He made the remark while chatting with a group of cadets at a gathering marking the 133rd anniversary of the Chulachomklao Royal Military Academy in Nakhon Nayok province.
With a large media presence at the event, the Army chief’s remark was widely reported, prompting heated debate and attacks on social media.
Just last week, Apirat took another apparent swipe at the youth-led protest movement.
After visiting a rehabilitation facility for injured soldiers in Prachuap Khiri Khan, the commander said he felt sorry for those left with scars and permanent disfiguration for “defending Thai soil”.
He also wrote on an Army social-media page that soldiers would “fight endlessly to protect the nation, the religion, the King and the people” and included the hashtag #Won’tLetItEndInOurGeneration.
This hashtag was seen as him mocking the #LetItEndInOurGeneration hashtag used by anti-establishment protesters.
The young protesters returned to the streets in July with demands for amendments to the Constitution, dissolution of the Parliament and an end to the harassment of critics. In the following month, they came up with a 10-point manifesto on reforming the monarchy.

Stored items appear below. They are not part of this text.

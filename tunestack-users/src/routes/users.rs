/// User account endpoints
///
/// # Endpoints
///
/// - `POST /users/register` - Register a new user
/// - `POST /users/login` - Check credentials
/// - `GET /users` - List users
/// - `GET /users/{id}` - Fetch one user
/// - `DELETE /users/{id}` - Delete a user

use crate::{
    app::AppState,
    models::user::{CreateUser, User},
};
use axum::{
    extract::State,
    http::StatusCode,
    Json,
};
use chrono::{DateTime, Utc};
use serde::{Deserialize, Serialize};
use tracing::{info, warn};
use tunestack_shared::{
    auth::password,
    error::{ApiError, ApiResult, ErrorResponse},
    http::{
        extract::{AppJson, AppPath, AppQuery},
        MessageResponse,
    },
    pagination::ListParams,
};
use utoipa::ToSchema;
use validator::Validate;

/// Register request
#[derive(Debug, Deserialize, Validate, ToSchema)]
pub struct RegisterRequest {
    /// Login name
    #[validate(length(min = 3, max = 50, message = "Username must be 3 to 50 characters"))]
    pub username: String,

    /// Email address
    #[validate(email(message = "Invalid email format"))]
    pub email: String,

    /// Plaintext password, hashed before storage
    #[validate(length(min = 8, max = 128, message = "Password must be 8 to 128 characters"))]
    pub password: String,
}

/// Login request
#[derive(Debug, Deserialize, Validate, ToSchema)]
pub struct LoginRequest {
    /// Login name
    #[validate(length(min = 1, message = "Username is required"))]
    pub username: String,

    /// Plaintext password
    #[validate(length(min = 1, message = "Password is required"))]
    pub password: String,
}

/// Public view of a user
#[derive(Debug, Serialize, Deserialize, ToSchema)]
pub struct UserResponse {
    pub id: i64,
    pub username: String,
    pub email: String,
    pub created_at: DateTime<Utc>,
    pub last_login_at: Option<DateTime<Utc>>,
}

impl From<User> for UserResponse {
    fn from(user: User) -> Self {
        Self {
            id: user.id,
            username: user.username,
            email: user.email,
            created_at: user.created_at,
            last_login_at: user.last_login_at,
        }
    }
}

/// User summary returned on login
#[derive(Debug, Serialize, Deserialize, ToSchema)]
pub struct LoginUser {
    pub id: i64,
    pub username: String,
    pub email: String,
}

/// Login response
#[derive(Debug, Serialize, Deserialize, ToSchema)]
pub struct LoginResponse {
    /// Always "Login successful"
    pub message: String,

    /// The authenticated user
    pub user: LoginUser,
}

/// Register a new user
///
/// # Endpoint
///
/// ```text
/// POST /users/register
/// Content-Type: application/json
///
/// {
///   "username": "rockstar",
///   "email": "rock@music.com",
///   "password": "secret123"
/// }
/// ```
///
/// # Errors
///
/// - `409 Conflict`: Username or email already exists
/// - `422 Unprocessable Entity`: Validation failed
#[utoipa::path(
    post,
    path = "/users/register",
    tag = "users",
    request_body = RegisterRequest,
    responses(
        (status = 201, description = "User registered", body = UserResponse),
        (status = 409, description = "Username or email already exists", body = ErrorResponse),
        (status = 422, description = "Validation failed", body = ErrorResponse)
    )
)]
pub async fn register(
    State(state): State<AppState>,
    AppJson(req): AppJson<RegisterRequest>,
) -> ApiResult<(StatusCode, Json<UserResponse>)> {
    req.validate()?;

    if User::username_or_email_taken(&state.db, &req.username, &req.email).await? {
        warn!(username = %req.username, "Registration rejected: duplicate username or email");
        return Err(duplicate_user());
    }

    let password_hash = password::hash_password_async(req.password).await?;

    // The UNIQUE constraints settle any race with a concurrent registration
    let user = User::create(
        &state.db,
        CreateUser {
            username: req.username,
            email: req.email,
            password_hash,
        },
    )
    .await
    .map_err(|e| match ApiError::from(e) {
        ApiError::Conflict(_) => duplicate_user(),
        other => other,
    })?;

    info!(user_id = user.id, username = %user.username, "User registered");

    Ok((StatusCode::CREATED, Json(user.into())))
}

/// Login a user
///
/// Confirms the credentials and stamps `last_login_at`. No token is issued.
/// Unknown usernames still pay for a password verification.
///
/// # Errors
///
/// - `401 Unauthorized`: Unknown username or wrong password (same message for both)
#[utoipa::path(
    post,
    path = "/users/login",
    tag = "users",
    request_body = LoginRequest,
    responses(
        (status = 200, description = "Login successful", body = LoginResponse),
        (status = 401, description = "Invalid credentials", body = ErrorResponse)
    )
)]
pub async fn login(
    State(state): State<AppState>,
    AppJson(req): AppJson<LoginRequest>,
) -> ApiResult<Json<LoginResponse>> {
    req.validate()?;

    let Some(user) = User::find_by_username(&state.db, &req.username).await? else {
        // Same Argon2 cost as a wrong password
        password::verify_dummy_async(req.password).await?;
        warn!(username = %req.username, "Login failed: unknown username");
        return Err(invalid_credentials());
    };

    let valid = password::verify_password_async(req.password, user.password_hash.clone()).await?;
    if !valid {
        warn!(user_id = user.id, "Login failed: wrong password");
        return Err(invalid_credentials());
    }

    User::update_last_login(&state.db, user.id).await?;

    info!(user_id = user.id, "User logged in");

    Ok(Json(LoginResponse {
        message: "Login successful".to_string(),
        user: LoginUser {
            id: user.id,
            username: user.username,
            email: user.email,
        },
    }))
}

/// List all users
#[utoipa::path(
    get,
    path = "/users",
    tag = "users",
    params(ListParams),
    responses((status = 200, description = "All users", body = [UserResponse]))
)]
pub async fn list_users(
    State(state): State<AppState>,
    AppQuery(params): AppQuery<ListParams>,
) -> ApiResult<Json<Vec<UserResponse>>> {
    let users = User::list(&state.db, params.sql_limit(), params.sql_offset()).await?;

    Ok(Json(users.into_iter().map(UserResponse::from).collect()))
}

/// Get a specific user by ID
#[utoipa::path(
    get,
    path = "/users/{id}",
    tag = "users",
    params(("id" = i64, Path, description = "User ID")),
    responses(
        (status = 200, description = "The user", body = UserResponse),
        (status = 404, description = "User not found", body = ErrorResponse)
    )
)]
pub async fn get_user(
    State(state): State<AppState>,
    AppPath(id): AppPath<i64>,
) -> ApiResult<Json<UserResponse>> {
    let user = User::find_by_id(&state.db, id)
        .await?
        .ok_or_else(|| user_not_found(id))?;

    Ok(Json(user.into()))
}

/// Delete a user
#[utoipa::path(
    delete,
    path = "/users/{id}",
    tag = "users",
    params(("id" = i64, Path, description = "User ID")),
    responses(
        (status = 200, description = "User deleted", body = MessageResponse),
        (status = 404, description = "User not found", body = ErrorResponse)
    )
)]
pub async fn delete_user(
    State(state): State<AppState>,
    AppPath(id): AppPath<i64>,
) -> ApiResult<Json<MessageResponse>> {
    if !User::delete(&state.db, id).await? {
        return Err(user_not_found(id));
    }

    info!(user_id = id, "User deleted");

    Ok(Json(MessageResponse::new(format!(
        "User {} deleted successfully",
        id
    ))))
}

fn duplicate_user() -> ApiError {
    ApiError::Conflict("Username or email already exists".to_string())
}

fn invalid_credentials() -> ApiError {
    ApiError::Unauthorized("Invalid credentials".to_string())
}

fn user_not_found(id: i64) -> ApiError {
    ApiError::NotFound(format!("User {} not found", id))
}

Barely a month after assuming office, Apirat created a media firestorm by claiming that military intervention would be necessary in politics should turmoil surface. However, with rumours of another military coup doing the rounds last week, the Army chief refused to comment.
When asked by a reporter, he only said: “You just referred to it as a ‘rumour’,” and walked away.
Target of criticism
Critics say the general’s frequent comments are tantamount to political interference and accuse him of being biased towards the government, much of which is made up of former or current military personnel.
The Army chief has become the main enemy of young protesters and social-media users who often attack him online. Recently, a protest leader tore up a large reproduction of General Apirat’s image during a rally outside the Army headquarters, while another tried to splash holy water on the complex to rid it of the “demon”.
The general’s wife, Assoc Prof Dr Kritika Kongsompong, however, describes her husband as patriotic.
“We all love the country, but may have different approaches. We all share the same goal – which is progress for our country,” she said on Monday at the Army HQ, where she presided over the opening of a new library as chair of the Army officers’ spouses group.
When asked what she would advise the general to do in response to media attacks, she said: “I want him to be strong. So many things are coming his way.”
Son of coup–leader
Born on March 23, 1960 in Bangkok, Apirat is the eldest son of former Armed Forces supreme commander General Sunthorn Kongsompong and Khunying Orachorn.
His father was a leader of the military clique known as the National Peacekeeping Council, which staged the February 1991 coup that ousted the elected government of Chatichai Choonhavan.
After completing his primary and lower secondary education at St Gabriel’s College in Bangkok, Apirat attended the Armed Forces Academies Preparatory School. He then went on to attend Chulachomklao Royal Military Academy, where he graduated in 1985.
Later, he picked up a master’s degree in Business Administration from Southeastern University in Florida, also attending military training while in the US, including as a combat helicopter pilot.
He is mainly associated with the 1st Infantry Division of the King’s Guards in Bangkok – whose commanders are known collectively as “Wong Thewan”.
His military clique is believed to be a major rival of the so-called Tigers of the East (Burapha Phayak) – commanders from the Prachin Buri-based 2nd Infantry Division of the Queen’s Guards. The most prominent “tigers” are Prime Minister General Prayut Chan-o-cha and Deputy PM General Prawit Wongsuwan.
Among the favourites to succeed Apirat as Army chief is his assistant General Narongpan Jittkaewtae, who has been described as a professional soldier with strict political neutrality.